J.I. Kalisch-Smith, S.E. Steane, M. Pantaleon, K.M. Moritz and D.G. Simmons, School of Biomedical Sciences, University of Queensland, St Lucia, QLD 4072, Australia.

Alcohol consumption is widespread among pregnant women in Australia, particularly prior to pregnancy recognition. We have recently shown in an in vivo rodent model of periconceptional ethanol [EtOH] exposure, that early exposure results in sex-specific changes to placental morphology in late gestation. This included increased placenta:body weight ratio, decreased labyrinth:placenta and increased junctional zone (JZ):placenta ratios in both sexes (Gårdebjer et al., 2014). This is important as the placenta is vital for mediating the growth of the developing foetus through the exchange of nutrients between mother and foetus. Alterations to placental structure and function have been implicated in intrauterine growth restriction, which in itself is an indicator of an increased predisposition to adult onset diseases.

Since the EtOH exposure occurs prior to implantation, we hypothesized that EtOH may directly alter the differentiation of trophoblast stem (TS) cells, derived from the trophectoderm, and the allocation of placental lineages, important for the formation of the definitive placenta.

In the current study, in vitro male mouse TS cells (RS26) were differentiated for 6 days in the presence of 0% (control), 0.2%, or 1% EtOH (n=3/treatment), and assayed for the expression of lineage-restricted trophoblast subtype markers. RNA was extracted for q-PCR and the expression of genes specific to the labyrinth (Ctsq, Syna, Slc16a1, Slc16a3) and junctional zones (Tpbpa, Prl7a2, Prl7b1, Prl2c1, Prl3d1) were analysed.

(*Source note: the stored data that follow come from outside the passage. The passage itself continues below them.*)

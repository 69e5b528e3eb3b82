//! TOML job configuration.
//!
//! Every run is described by an explicit job file rather than hard-coded
//! paths. Relative paths inside the file resolve against the file's own
//! directory, so a job folder can be moved as a unit.
//!
//! ```toml
//! name = "people"
//! source_dir = "data"
//! log_path = "log/etl.log"
//!
//! fields = [
//!     { name = "name", type = "string" },
//!     { name = "height", type = "float" },
//!     { name = "weight", type = "float" },
//! ]
//!
//! [[transform]]
//! op = "scale"
//! field = "height"
//! factor = 0.0254
//!
//! [[transform]]
//! op = "round"
//! field = "height"
//! decimals = 2
//!
//! [[sinks]]
//! kind = "csv"
//! path = "out/transformed_data.csv"
//!
//! [[sinks]]
//! kind = "sqlite"
//! path = "out/people.db"
//! table = "people"
//! ```

use std::path::{Path, PathBuf};

use anyhow::{Context, Result, bail};
use serde::Deserialize;

use etl_model::{Field, Schema};
use etl_output::SinkTarget;
use etl_transform::TransformRule;

/// One job: schema, sources, transform rules, sinks, and the progress log.
#[derive(Debug, Clone, Deserialize)]
#[serde(deny_unknown_fields)]
pub struct JobConfig {
    /// Job name, used in logs.
    pub name: String,
    /// Directory scanned for csv/json/xml source files.
    pub source_dir: PathBuf,
    /// Append-only progress log file.
    pub log_path: PathBuf,
    /// The declared field set, in output order.
    pub fields: Vec<Field>,
    /// Transform rules, applied in declaration order.
    #[serde(default, rename = "transform")]
    pub transforms: Vec<RuleSpec>,
    /// Sink targets, written in declaration order.
    #[serde(default)]
    pub sinks: Vec<SinkSpec>,
}

/// A transform rule as written in the job file.
#[derive(Debug, Clone, Deserialize)]
#[serde(tag = "op", rename_all = "snake_case", deny_unknown_fields)]
pub enum RuleSpec {
    Scale { field: String, factor: f64 },
    Round { field: String, decimals: u32 },
    ToNumber { field: String },
}

/// A sink target as written in the job file.
#[derive(Debug, Clone, Deserialize)]
#[serde(tag = "kind", rename_all = "snake_case", deny_unknown_fields)]
pub enum SinkSpec {
    Csv { path: PathBuf },
    Json { path: PathBuf },
    Sqlite { path: PathBuf, table: String },
}

impl JobConfig {
    /// Load and validate a job file, resolving relative paths against its
    /// directory.
    pub fn load(path: &Path) -> Result<Self> {
        let content = std::fs::read_to_string(path)
            .with_context(|| format!("read job file {}", path.display()))?;
        let mut config: JobConfig = toml::from_str(&content)
            .with_context(|| format!("parse job file {}", path.display()))?;

        let base = path.parent().unwrap_or_else(|| Path::new("."));
        config.resolve_paths(base);
        config.validate()?;
        Ok(config)
    }

    fn resolve_paths(&mut self, base: &Path) {
        self.source_dir = resolve(base, &self.source_dir);
        self.log_path = resolve(base, &self.log_path);
        for sink in &mut self.sinks {
            match sink {
                SinkSpec::Csv { path }
                | SinkSpec::Json { path }
                | SinkSpec::Sqlite { path, .. } => *path = resolve(base, path),
            }
        }
    }

    fn validate(&self) -> Result<()> {
        if self.fields.is_empty() {
            bail!("job '{}' declares no fields", self.name);
        }
        let schema = self.schema();
        for rule in &self.transforms {
            let field = match rule {
                RuleSpec::Scale { field, .. }
                | RuleSpec::Round { field, .. }
                | RuleSpec::ToNumber { field } => field,
            };
            if schema.index_of(field).is_none() {
                bail!(
                    "job '{}': transform rule targets unknown field '{field}'",
                    self.name
                );
            }
        }
        Ok(())
    }

    /// The declared schema.
    pub fn schema(&self) -> Schema {
        Schema::new(self.fields.clone())
    }

    /// Transform rules in application order.
    pub fn rules(&self) -> Vec<TransformRule> {
        self.transforms
            .iter()
            .map(|spec| match spec {
                RuleSpec::Scale { field, factor } => TransformRule::scale(field, *factor),
                RuleSpec::Round { field, decimals } => TransformRule::round(field, *decimals),
                RuleSpec::ToNumber { field } => TransformRule::to_number(field),
            })
            .collect()
    }

    /// Sink targets in write order.
    pub fn sink_targets(&self) -> Vec<SinkTarget> {
        self.sinks
            .iter()
            .map(|spec| match spec {
                SinkSpec::Csv { path } => SinkTarget::Csv { path: path.clone() },
                SinkSpec::Json { path } => SinkTarget::JsonLines { path: path.clone() },
                SinkSpec::Sqlite { path, table } => SinkTarget::Sqlite {
                    path: path.clone(),
                    table: table.clone(),
                },
            })
            .collect()
    }
}

fn resolve(base: &Path, path: &Path) -> PathBuf {
    if path.is_absolute() {
        path.to_path_buf()
    } else {
        base.join(path)
    }
}
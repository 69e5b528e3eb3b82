//! Error types for the transform step.

use thiserror::Error;

/// Errors that can occur while applying transform rules.
#[derive(Debug, Error)]
pub enum TransformError {
    /// A rule targets a field that is not in the job's schema.
    #[error("transform rule targets unknown field '{field}'")]
    UnknownField { field: String },
}

/// Result type for transform operations.
pub type Result<T> = std::result::Result<T, TransformError>;
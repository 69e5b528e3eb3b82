//! CLI argument definitions for the ETL runner.

use std::path::PathBuf;

use clap::{Parser, Subcommand, ValueEnum};
use clap_verbosity_flag::{Verbosity, WarnLevel};
use colorchoice_clap::Color;

#[derive(Parser)]
#[command(
    name = "etl",
    version,
    about = "Batch multi-format ETL runner",
    long_about = "Run small batch ETL jobs: extract records from CSV, \
                  line-delimited JSON, and XML sources, apply field-level \
                  transform rules, and load the result into flat-file and \
                  SQLite sinks."
)]
pub struct Cli {
    #[command(subcommand)]
    pub command: Command,

    /// Adjust log verbosity (-v for debug, -vv for trace, -q for errors only).
    #[command(flatten)]
    pub verbosity: Verbosity<WarnLevel>,

    /// Control ANSI color output (auto, always, never).
    #[command(flatten)]
    pub color: Color,

    /// Explicit log level (overrides -v/-q flags).
    #[arg(long = "log-level", value_enum, global = true)]
    pub log_level: Option<LogLevelArg>,

    /// Log output format (pretty for human, json for machine parsing).
    #[arg(
        long = "log-format",
        value_enum,
        default_value = "pretty",
        global = true
    )]
    pub log_format: LogFormatArg,

    /// Write diagnostic logs to a file instead of stderr.
    ///
    /// This is separate from the job's own progress log, whose path comes
    /// from the job configuration.
    #[arg(long = "log-file", value_name = "PATH", global = true)]
    pub log_file: Option<PathBuf>,
}

#[derive(Subcommand)]
pub enum Command {
    /// Run an ETL job described by a TOML job file.
    Run(RunArgs),

    /// List the source files a job would extract, without reading them.
    Inspect(InspectArgs),
}

#[derive(Parser)]
pub struct RunArgs {
    /// Path to the TOML job configuration.
    #[arg(value_name = "JOB_FILE")]
    pub job: PathBuf,

    /// Extract and transform, but skip all sink writes.
    #[arg(long = "dry-run")]
    pub dry_run: bool,
}

#[derive(Parser)]
pub struct InspectArgs {
    /// Path to the TOML job configuration.
    #[arg(value_name = "JOB_FILE")]
    pub job: PathBuf,
}

/// CLI log level choices.
#[derive(Clone, Copy, ValueEnum)]
pub enum LogLevelArg {
    Error,
    Warn,
    Info,
    Debug,
    Trace,
}

/// CLI log format choices.
#[derive(Clone, Copy, ValueEnum)]
pub enum LogFormatArg {
    Pretty,
    Compact,
    Json,
}
//! Clip type describing one encoded WAV file.
//!
//! Clips are content-addressed: the clip_id is derived from the WAV bytes,
//! so the same PCM at the same rate always lands in the same file.

use serde::{Deserialize, Serialize};
use sha2::{Digest, Sha256};
use std::path::PathBuf;
use std::time::SystemTime;

use crate::audio::WavBlob;

/// Metadata for an encoded WAV clip.
#[derive(Debug, Clone, Serialize, Deserialize)]
pub struct Clip {
    /// First 16 hex characters of the SHA256 of the WAV bytes.
    pub clip_id: String,

    /// Where the WAV file was written.
    pub path: PathBuf,

    /// Sample rate in Hz.
    pub sample_rate: u32,

    /// Number of 16-bit samples in the payload.
    pub sample_count: usize,

    /// Length of the audio in seconds.
    pub duration_sec: f32,

    /// Total file size including the 44-byte header.
    pub byte_len: usize,

    /// MIME type for playback.
    pub mime_type: String,

    /// When the clip was written (Unix seconds).
    #[serde(with = "system_time_serde")]
    pub created_at: SystemTime,
}

impl Clip {
    /// Builds clip metadata for a blob stored at `path`.
    pub fn from_blob(blob: &WavBlob, path: PathBuf) -> Self {
        Self {
            clip_id: compute_clip_id(blob.bytes()),
            path,
            sample_rate: blob.sample_rate().hz(),
            sample_count: blob.sample_count(),
            duration_sec: blob.duration_sec(),
            byte_len: blob.byte_len(),
            mime_type: blob.mime_type().to_string(),
            created_at: SystemTime::now(),
        }
    }

    /// File name used when no explicit output path is given.
    pub fn file_name(&self) -> String {
        format!("{}.wav", self.clip_id)
    }

    /// Validates that the clip meets all constraints.
    ///
    /// Returns an error message if validation fails, None otherwise.
    pub fn validate(&self) -> Option<String> {
        if self.clip_id.len() != 16 {
            return Some(format!(
                "Clip ID must be 16 characters, got {}",
                self.clip_id.len()
            ));
        }

        if !self.clip_id.chars().all(|c| c.is_ascii_hexdigit()) {
            return Some("Clip ID must contain only hex characters".to_string());
        }

        if !self.path.exists() {
            return Some(format!("Clip file does not exist: {:?}", self.path));
        }

        None
    }
}

/// Computes the content id for WAV bytes.
///
/// Takes the first 8 bytes of the SHA256 digest, hex encoded.
pub fn compute_clip_id(wav_bytes: &[u8]) -> String {
    let mut hasher = Sha256::new();
    hasher.update(wav_bytes);
    let result = hasher.finalize();
    hex::encode(&result[..8])
}

mod system_time_serde {
    use serde::{Deserialize, Deserializer, Serialize, Serializer};
    use std::time::{Duration, SystemTime, UNIX_EPOCH};

    pub fn serialize<S>(time: &SystemTime, serializer: S) -> Result<S::Ok, S::Error>
    where
        S: Serializer,
    {
        let duration = time.duration_since(UNIX_EPOCH).unwrap_or(Duration::ZERO);
        duration.as_secs().serialize(serializer)
    }

    pub fn deserialize<'de, D>(deserializer: D) -> Result<SystemTime, D::Error>
    where
        D: Deserializer<'de>,
    {
        let secs = u64::deserialize(deserializer)?;
        Ok(UNIX_EPOCH + Duration::from_secs(secs))
    }
}
//! Built-in vocabulary clip.
//!
//! The course app's "play random word" button plays this canned speech
//! service response. It lets the whole pipeline run without any upstream.

use crate::audio::format::SampleRate;
use crate::audio::wav::WavBlob;
use crate::error::Result;

/// Canned audio content, base64 without trailing padding.
pub const DEMO_CLIP_BASE64: &str =
    "UklGRoAAAABXQVZFZm10IBAAAAABAAEARKwAAIhYAQACABAAZGF0YRIAAAD//wABAAAAAQAAAABAAAAAAAAAAEAAQAA";

/// Sample rate the demo clip is played back at.
pub const DEMO_CLIP_SAMPLE_RATE: u32 = 16000;

/// Decodes the demo clip and wraps it in a WAV container.
pub fn demo_clip() -> Result<WavBlob> {
    WavBlob::from_base64_pcm(DEMO_CLIP_BASE64, SampleRate::new(DEMO_CLIP_SAMPLE_RATE)?)
}

#[cfg(test)]
mod tests {
    use super::*;
    use crate::audio::pcm::decode_base64;

    #[test]
    fn demo_payload_is_whole_samples() {
        let bytes = decode_base64(DEMO_CLIP_BASE64).unwrap();
        assert_eq!(bytes.len(), 68);
    }

    #[test]
    fn demo_clip_encodes() {
        let blob = demo_clip().unwrap();
        assert_eq!(blob.byte_len(), 112);
        assert_eq!(blob.sample_count(), 34);
        assert_eq!(blob.sample_rate().hz(), 16000);
        assert_eq!(&blob.bytes()[0..4], b"RIFF");
        // The canned payload is copied verbatim after the new header.
        assert_eq!(&blob.bytes()[44..48], b"RIFF");
    }
}
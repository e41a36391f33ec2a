//! Base64 PCM input decoding.
//!
//! The speech service returns audio as base64 text holding raw
//! little-endian 16-bit samples. Decoding is forgiving about whitespace
//! and padding, strict about everything else.

use base64::alphabet;
use base64::engine::general_purpose::{GeneralPurpose, GeneralPurposeConfig};
use base64::engine::DecodePaddingMode;
use base64::{DecodeError, Engine};
use tracing::debug;

use crate::audio::format::BYTES_PER_SAMPLE;
use crate::error::{Result, SprachError};

/// Standard alphabet, padding optional, non-zero trailing bits tolerated.
const LENIENT: GeneralPurpose = GeneralPurpose::new(
    &alphabet::STANDARD,
    GeneralPurposeConfig::new()
        .with_decode_padding_mode(DecodePaddingMode::Indifferent)
        .with_decode_allow_trailing_bits(true),
);

/// Rejects padding the browser decoder would refuse.
///
/// `=` may only appear as one or two trailing symbols of input whose
/// length is a multiple of 4; unpadded input is fine.
fn check_padding(compact: &str) -> Result<()> {
    let body = compact.trim_end_matches('=');
    let pad = compact.len() - body.len();

    if body.contains('=') || (pad > 0 && (pad > 2 || compact.len() % 4 != 0)) {
        return Err(SprachError::invalid_base64(DecodeError::InvalidPadding));
    }
    Ok(())
}

/// Decodes base64 text into raw bytes.
///
/// ASCII whitespace anywhere in the input is ignored, so line-wrapped
/// payloads decode the same as single-line ones.
pub fn decode_base64(text: &str) -> Result<Vec<u8>> {
    let compact: String = text
        .chars()
        .filter(|c| !c.is_ascii_whitespace())
        .collect();
    check_padding(&compact)?;

    let bytes = LENIENT
        .decode(compact.as_bytes())
        .map_err(SprachError::invalid_base64)?;

    debug!(chars = compact.len(), bytes = bytes.len(), "decoded base64 payload");
    Ok(bytes)
}

/// Splits a little-endian byte payload into 16-bit samples.
pub fn samples_from_le_bytes(bytes: &[u8]) -> Result<Vec<i16>> {
    if bytes.len() % BYTES_PER_SAMPLE as usize != 0 {
        return Err(SprachError::invalid_pcm_length(bytes.len()));
    }

    Ok(bytes
        .chunks_exact(BYTES_PER_SAMPLE as usize)
        .map(|pair| i16::from_le_bytes([pair[0], pair[1]]))
        .collect())
}

/// Decodes base64 text straight into 16-bit samples.
pub fn decode_pcm_base64(text: &str) -> Result<Vec<i16>> {
    let bytes = decode_base64(text)?;
    samples_from_le_bytes(&bytes)
}
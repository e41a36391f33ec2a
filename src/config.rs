//! Runtime configuration.
//!
//! Holds the default sample rate and where encoded clips are stored when
//! no explicit output path is given.

use serde::{Deserialize, Serialize};
use std::path::PathBuf;

use crate::audio::SampleRate;

/// Runtime configuration for the audio tool.
///
/// Loaded from environment variables at startup; command-line flags
/// override individual fields.
#[derive(Debug, Clone, PartialEq, Serialize, Deserialize, Default)]
pub struct AudioConfig {
    /// Sample rate assumed for incoming PCM when none is given.
    pub sample_rate: SampleRate,

    /// Directory for clips written under their content id.
    /// If None, uses the platform-specific default data location.
    pub output_dir: Option<PathBuf>,
}

impl AudioConfig {
    /// Creates an AudioConfig with default values.
    pub fn new() -> Self {
        Self::default()
    }

    /// Creates an AudioConfig from environment variables.
    ///
    /// Reads the following environment variables:
    /// - `SPRACH_SAMPLE_RATE` - Default PCM sample rate in Hz
    /// - `SPRACH_OUTPUT_DIR` - Directory for content-addressed clips
    ///
    /// Falls back to defaults for unset or invalid variables.
    pub fn from_env() -> Self {
        Self::from_lookup(|key| std::env::var(key).ok())
    }

    /// Builds a config from an arbitrary variable lookup.
    fn from_lookup(lookup: impl Fn(&str) -> Option<String>) -> Self {
        let mut config = Self::default();

        if let Some(rate_str) = lookup("SPRACH_SAMPLE_RATE") {
            match SampleRate::parse(&rate_str) {
                Ok(rate) => config.sample_rate = rate,
                Err(e) => tracing::warn!("ignoring SPRACH_SAMPLE_RATE: {}", e.message),
            }
        }

        if let Some(dir) = lookup("SPRACH_OUTPUT_DIR") {
            if !dir.trim().is_empty() {
                config.output_dir = Some(PathBuf::from(dir));
            }
        }

        config
    }

    /// Returns the effective output directory, using platform defaults if not specified.
    pub fn effective_output_dir(&self) -> PathBuf {
        if let Some(ref path) = self.output_dir {
            path.clone()
        } else {
            default_output_dir()
        }
    }

    /// Validates the configuration.
    ///
    /// Returns an error message if validation fails, None otherwise.
    pub fn validate(&self) -> Option<String> {
        if let Some(ref dir) = self.output_dir {
            if dir.is_file() {
                return Some(format!("output_dir is a file: {}", dir.display()));
            }
        }

        None
    }
}

/// Returns the platform-specific default clip directory.
///
/// Uses the `directories` crate to find appropriate locations:
/// - macOS: ~/Library/Application Support/sprachkurs/clips
/// - Linux: ~/.local/share/sprachkurs/clips
/// - Windows: C:\Users\<user>\AppData\Roaming\sprachkurs\data\clips
fn default_output_dir() -> PathBuf {
    if let Some(proj_dirs) = directories::ProjectDirs::from("", "", "sprachkurs") {
        proj_dirs.data_dir().join("clips")
    } else {
        // Fallback to current directory
        PathBuf::from("./clips")
    }
}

EtOH treatment caused reductions in the expression of Syna (syncytiotrophoblast layer 1 [SynT-I], P<0.05), Prl7b1 (spiral-artery associated trophoblast giant cells [SpA-TGCs] and glycogen cells [GlyT], P<0.05), and Prl7a2 (spongiotrophoblast [SpT] cells, P<0.001). No alterations were found for the remaining markers.

The observed reductions in gene expression suggest EtOH exposure can either delay TS cell differentiation or alter cell allocation to specific lineages. A reduction in the differentiation of labyrinthine cells (SynT-I) in vivo would lead to a reduced surface area for nutrient transport, while a reduction in the differentiation of junctional zone-derived subtypes (SpA-TGC, SpT, GlyT) would decrease trophoblast invasion and/or endocrine activity. Perturbations in all of these trophoblast subtypes have previously been implicated in foetal growth restriction. Interestingly, EtOH seems to show a biphasic response to the differing doses, with the 0.2% EtOH treatment causing a mild increase in expression in all genes.

We have shown that direct EtOH exposure results in alterations to placental cell types present within differentiating male TS cell cultures. Future analysis of female TS cells will determine if these changes are sexually dimorphic.

Gårdebjer EM, Cuffe JS, Pantaleon M, Wlodek ME, Moritz KM. (2014) Placenta 35: 50-7.